Sunday, August 26, 2012

One Piece 7: The Crap-Geezer Review

One Piece, Volume 7: The Crap-Geezer  
Author: Eiichiro Oda
Publisher: Viz Media
American release date: July 6, 2005
Format/Genre/Length: Manga/Shonen/200 pages
Publisher/Industry Age Rating: Teen
Overall Personal Rating: ★★★★★

Sanji shows that he’s more than cook when he defends the Baratie with a tremendous kick, deflecting the fish-head, to the amazement of his crew! His action re-energizes the sea cooks, who vow to fight for their floating restaurant to the end against the scurvy knaves that comprise Don Krieg’s pirate crew. So of course Krieg has to throw them a curveball—in the form of his second unit commander, Invincible Pearl.


Pearl, as his name implies, is a huge fellow covered in shields with pearl centers, and wears a pearl on his head. As he leaps onto the Baratie, he takes down two of the cooks with his Pearl Surprise move. One of Krieg’s men attempts to take the knife from one of the dying men but Sanji puts a stop to that with a swift kick. “A chef’s knife is his soul,” he tells him. “A crap-bum like you had better not touch it.”

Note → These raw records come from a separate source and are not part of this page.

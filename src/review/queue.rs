/*!
 * Flashcard review queue.
 *
 * A review walks a shuffled queue of cards. A card graded `Hard` is appended
 * to the end of the queue so it comes back once more; the review finishes
 * when the index runs past the end of the queue.
 */

use log::debug;
use rand::Rng;
use rand::seq::SliceRandom;
use std::fmt;
use std::str::FromStr;

use crate::errors::ReviewError;
use crate::vocabulary::VocabularyItem;

/// How well the learner knew a card
#[derive(Debug, Clone, Copy, PartialEq, Eq)]
pub enum Grade {
    Hard,
    Good,
    Easy,
}

impl FromStr for Grade {
    type Err = String;

    fn from_str(s: &str) -> Result<Self, Self::Err> {
        match s.trim().to_lowercase().as_str() {
            "1" | "hard" => Ok(Self::Hard),
            "2" | "good" => Ok(Self::Good),
            "3" | "easy" => Ok(Self::Easy),
            other => Err(format!("Invalid grade: {}", other)),
        }
    }
}

/// Counters of a review
#[derive(Debug, Clone, Copy, PartialEq, Eq, Default)]
pub struct ReviewStats {
    /// Cards graded, requeued repetitions included
    pub reviewed: usize,
    /// Cards graded `Hard`
    pub hard: usize,
}

impl fmt::Display for ReviewStats {
    fn fmt(&self, f: &mut fmt::Formatter<'_>) -> fmt::Result {
        write!(f, "{} reviewed, {} hard", self.reviewed, self.hard)
    }
}

/// Transient state of the card on screen
#[derive(Debug, Clone, Copy, PartialEq, Eq, Default)]
pub struct CardFace {
    pub flipped: bool,
    pub hint_visible: bool,
}

#[derive(Debug, Clone, PartialEq)]
enum Phase {
    NotStarted,
    InProgress { index: usize, queue: Vec<VocabularyItem> },
    Finished,
}

/// A single review session over a word list
#[derive(Debug, Clone, PartialEq)]
pub struct ReviewSession {
    phase: Phase,
    stats: ReviewStats,
    face: CardFace,
}

impl Default for ReviewSession {
    fn default() -> Self {
        Self::new()
    }
}

impl ReviewSession {
    pub fn new() -> Self {
        Self {
            phase: Phase::NotStarted,
            stats: ReviewStats::default(),
            face: CardFace::default(),
        }
    }

    /// Start reviewing `words` in a random order drawn from `rng`
    pub fn start_with_rng<R: Rng + ?Sized>(
        &mut self,
        mut words: Vec<VocabularyItem>,
        rng: &mut R,
    ) -> Result<(), ReviewError> {
        if words.is_empty() {
            return Err(ReviewError::EmptyDeck);
        }

        words.shuffle(rng);
        debug!("Starting review of {} cards", words.len());

        self.phase = Phase::InProgress { index: 0, queue: words };
        self.stats = ReviewStats::default();
        self.reset_face();
        Ok(())
    }

    /// Start reviewing `words` in a random order
    pub fn start(&mut self, words: Vec<VocabularyItem>) -> Result<(), ReviewError> {
        self.start_with_rng(words, &mut rand::rng())
    }

    /// Grade the current card and advance
    pub fn grade(&mut self, grade: Grade) -> Result<(), ReviewError> {
        let Phase::InProgress { index, queue } = &mut self.phase else {
            return Err(ReviewError::NotInProgress);
        };

        if grade == Grade::Hard {
            let card = queue[*index].clone();
            queue.push(card);
            self.stats.hard += 1;
        }
        self.stats.reviewed += 1;
        *index += 1;

        if *index >= queue.len() {
            debug!("Review finished: {}", self.stats);
            self.phase = Phase::Finished;
        }
        self.reset_face();
        Ok(())
    }

    /// Turn the current card over
    pub fn flip(&mut self) -> Result<bool, ReviewError> {
        self.require_in_progress()?;
        self.face.flipped = !self.face.flipped;
        Ok(self.face.flipped)
    }

    /// Reveal the hint of the current card
    pub fn show_hint(&mut self) -> Result<(), ReviewError> {
        self.require_in_progress()?;
        self.face.hint_visible = true;
        Ok(())
    }

    /// The card being reviewed, if any
    pub fn current(&self) -> Option<&VocabularyItem> {
        match &self.phase {
            Phase::InProgress { index, queue } => queue.get(*index),
            _ => None,
        }
    }

    /// One-based position and current queue length
    pub fn position(&self) -> Option<(usize, usize)> {
        match &self.phase {
            Phase::InProgress { index, queue } => Some((index + 1, queue.len())),
            _ => None,
        }
    }

    pub fn face(&self) -> CardFace {
        self.face
    }

    pub fn stats(&self) -> ReviewStats {
        self.stats
    }

    pub fn is_started(&self) -> bool {
        !matches!(self.phase, Phase::NotStarted)
    }

    pub fn is_finished(&self) -> bool {
        matches!(self.phase, Phase::Finished)
    }

    fn require_in_progress(&self) -> Result<(), ReviewError> {
        match self.phase {
            Phase::InProgress { .. } => Ok(()),
            _ => Err(ReviewError::NotInProgress),
        }
    }

    fn reset_face(&mut self) {
        self.face = CardFace::default();
    }
}

/// Hint for a card: its context sentence with the word blanked out, or its
/// part of speech and level when there is no context
pub fn hint(item: &VocabularyItem) -> String {
    if let Some(context) = item.context.as_deref().filter(|c| !c.trim().is_empty()) {
        let lower = context.to_lowercase();
        let word = item.word.to_lowercase();
        // Byte offsets are only reused when lowercasing kept the length
        if !word.is_empty() && lower.len() == context.len() {
            if let Some(start) = lower.find(&word) {
                let end = start + word.len();
                return format!("{}____{}", &context[..start], &context[end..]);
            }
        }
        return context.to_string();
    }

    let mut parts = Vec::new();
    if let Some(pos) = &item.part_of_speech {
        parts.push(pos.clone());
    }
    if let Some(cefr) = item.cefr {
        parts.push(cefr.to_string());
    }
    if parts.is_empty() {
        let first: String = item.translation.chars().take(1).collect();
        format!("{}...", first)
    } else {
        parts.join(", ")
    }
}
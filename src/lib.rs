/*!
 * # lingotutor - an AI language tutor
 *
 * Reading practice, vocabulary lookups, translation feedback and flashcard
 * review for English learners, backed by a large language model.
 *
 * ## Features
 *
 * - Generate graded reading texts on any topic, or analyze your own text
 * - Highlight known vocabulary, multi-word phrases included
 * - Explain any clicked word or selected phrase in its sentence context
 * - Score translations with feedback and a corrected version
 * - Review saved words as shuffled flashcards that bring hard cards back
 * - Providers:
 *   - Ollama (local LLM)
 *   - OpenAI API (and LM Studio)
 *   - Anthropic API
 *
 * ## Architecture
 *
 * The library is organized in these main modules:
 * - `vocabulary`: vocabulary items and the case-insensitive index
 * - `reader`: tokenization, phrase annotation and sentence context
 * - `lookup`: the lookup dispatcher, its cache and the selection bridge
 * - `review`: word filters and the flashcard review queue
 * - `session`: practice sessions and the action-driven `TutorStore`
 * - `storage`: SQLite key-value blob store
 * - `tutor`: the `TutorService` trait, prompts and answer parsing
 * - `providers`: client implementations for the LLM providers:
 *   - `providers::ollama`: Ollama API client
 *   - `providers::openai`: OpenAI API client
 *   - `providers::anthropic`: Anthropic API client
 * - `app_config`: configuration management
 * - `app_controller`: main application controller
 * - `language_utils`: ISO language code utilities
 * - `errors`: custom error types for the application
 *
 * ## License
 *
 * This project is licensed under the MIT License
 */

// Global lints configuration
// These lints will be allowed but not auto-fixed
#![allow(clippy::uninlined_format_args)]
#![allow(clippy::redundant_closure_for_method_calls)]

// Public modules
pub mod app_config;
pub mod app_controller;
pub mod errors;
pub mod language_utils;
pub mod lookup;
pub mod providers;
pub mod reader;
pub mod review;
pub mod session;
pub mod storage;
pub mod tutor;
pub mod vocabulary;

// Re-export main types for easier usage
pub use app_config::Config;
pub use session::{Action, PracticeSession, TutorStore};
pub use tutor::{LlmTutor, TutorService};
pub use vocabulary::{VocabularyIndex, VocabularyItem};
/*!
 * Tests for vocabulary highlighting over running text
 */

use lingotutor::reader::{TokenKind, annotate, sentence_context};
use lingotutor::vocabulary::{VocabularyIndex, VocabularyItem};

use crate::common::SAMPLE_TEXT;

fn index_of(words: &[&str]) -> VocabularyIndex {
    let items: Vec<VocabularyItem> = words.iter().map(|w| VocabularyItem::new(*w, "d", "t")).collect();
    VocabularyIndex::from_items(&items)
}

fn highlighted(text: &str, index: &VocabularyIndex) -> Vec<(String, TokenKind)> {
    annotate(text, index)
        .tokens()
        .filter(|token| token.kind.is_highlighted())
        .map(|token| (token.text.to_string(), token.kind))
        .collect()
}

/// Every contiguous occurrence of a known phrase is one highlighted unit
#[test]
fn test_annotate_withRepeatedPhrases_shouldHighlightEachOccurrence() {
    let index = index_of(&["give up", "look forward to", "mat"]);
    let text = "Never GIVE UP. I look forward to it; they gave up, then give, up again on the mat!";

    let tokens = highlighted(text, &index);
    assert_eq!(
        tokens,
        vec![
            ("GIVE UP".to_string(), TokenKind::Phrase),
            ("look forward to".to_string(), TokenKind::Phrase),
            ("give, up".to_string(), TokenKind::Phrase),
            ("mat".to_string(), TokenKind::Vocabulary),
        ]
    );
}

#[test]
fn test_annotate_withOverlappingPhrases_shouldPreferLongestWindow() {
    let index = index_of(&["ice cream", "ice cream truck"]);
    let tokens = highlighted("The ice cream truck left. Ice cream!", &index);
    assert_eq!(tokens[0].0, "ice cream truck");
    assert_eq!(tokens[1].0, "Ice cream");
}

#[test]
fn test_annotate_shouldReassembleSourceExactly() {
    let index = index_of(&["sat on"]);
    let text = "  The cat — sat   on\tthe mat...  ";
    let rebuilt: String = annotate(text, &index).tokens().map(|t| t.text).collect();
    assert_eq!(rebuilt, text);
}

/// Sample scenario: a phrase in sentence one, context of sentence two
#[test]
fn test_annotate_sampleText_shouldMatchPhraseAndResolveSecondSentence() {
    let index = index_of(&["sat on"]);
    let annotation = annotate(SAMPLE_TEXT, &index);

    let phrases: Vec<_> = annotation.tokens().filter(|t| t.kind == TokenKind::Phrase).collect();
    assert_eq!(phrases.len(), 1);
    assert_eq!(phrases[0].text, "sat on");
    assert!(phrases[0].span.end <= SAMPLE_TEXT.find('.').unwrap());

    let second_sentence_start = SAMPLE_TEXT.find("It").unwrap();
    for token in annotation.tokens().filter(|t| t.kind.is_clickable() && t.span.start >= second_sentence_start) {
        assert_eq!(sentence_context(token.text, SAMPLE_TEXT), "It was happy.");
    }
}

#[test]
fn test_annotate_withEmptyIndex_shouldLeaveEveryWordPlain() {
    let index = VocabularyIndex::new();
    assert!(highlighted(SAMPLE_TEXT, &index).is_empty());
    let words = annotate(SAMPLE_TEXT, &index).tokens().filter(|t| t.kind == TokenKind::Plain).count();
    assert_eq!(words, 9);
}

Pearl boasts to Sanji that he’s been invincible in 61 battles to the death; in fact, he’s never even been injured, and has never lost a single drop of blood in battle. Meanwhile, Luffey is clinging for his life to a mast—if he drops into the ocean, he’s a dead man; since eating the devil fruit, he can’t swim a stroke and would sink like a stone. Luckily, Krieg’s maneuver drops him onto the Baratie, right on top of Pearl, drawing blood, to the pirate’s surprise. When Krieg’s crew see the blood, they immediately try to calm Pearl down, fearful of the consequences. Because of experiences as a child, when Pearl feels threatened, he sets himself aflame. Under the circumstances, being on a ship, afloat at sea and all, this is not a good idea.

The sea cooks back down from the human wall of flame, but not Sanji. “Moron,” he says, “you can’t be a cook if you’re afraid of fire!”  Things are starting to look up when Sanji finds himself on the wrong end of a gun barrel, being pointed at him by Gin, the pirate whose life he saved when he was starving!

Gin offers Sanji the opportunity to get off the ship, but he refuses, even when Chef Zeff taunts him, calling him eggplant head.  Luffy tries to intervene, but to no avail. He certainly doesn’t understand Sanji’s attitude, and neither does anyone else. Especially when Pearl pounds him with some of his best moves. Still the stubborn chef refuses to go. But there is method to his madness, and he finally explains why he refuses to let the Baratie be taken away from the ornery one-legged Chef Zeff. It all began nine years before…

When Sanji is done with his tale, everyone understands the debt he owes Zeff, and why he won’t allow anything else to be taken from him. Still, Luffy thinks Sanji is being ridiculous, and he sees only one way out of the situation—he intends to sink the Baratie himself. He tells Sanji it’s not worth dying over, and what use is Zeff saving his life if he’s going to just throw it away?

Don Krieg steps in and he and Luffy get into a battle of words, Luffy adamantly proclaiming himself the best pirate there is. Finally it comes down to Gin and Sanji. Can Gin kill the very man that showed him incredible kindness? Well, he is a ruthless pirate, after all…


The battle over the Baratie continues as we meet yet another of Krieg’s crew in the form of Invincible Pearl. Despite his record, Pearl’s a blowhard and not very likeable, but he’s an interesting villain. The backstory involving Chef Zeff and Sanji explained a lot about the latter’s loyalty to the crap-geezer, as he calls him. Sanji is a very interesting character, one I suspect we’ll be seeing a lot more of in the future. In this volume, Luffey doesn’t play as big a part as usual, but when he does, he’s generally very brave, but often in the way, in misguided attempts to assist.

This is a fun series for all ages, and there’s lots more fun ahead. Sticking with it for the long haul!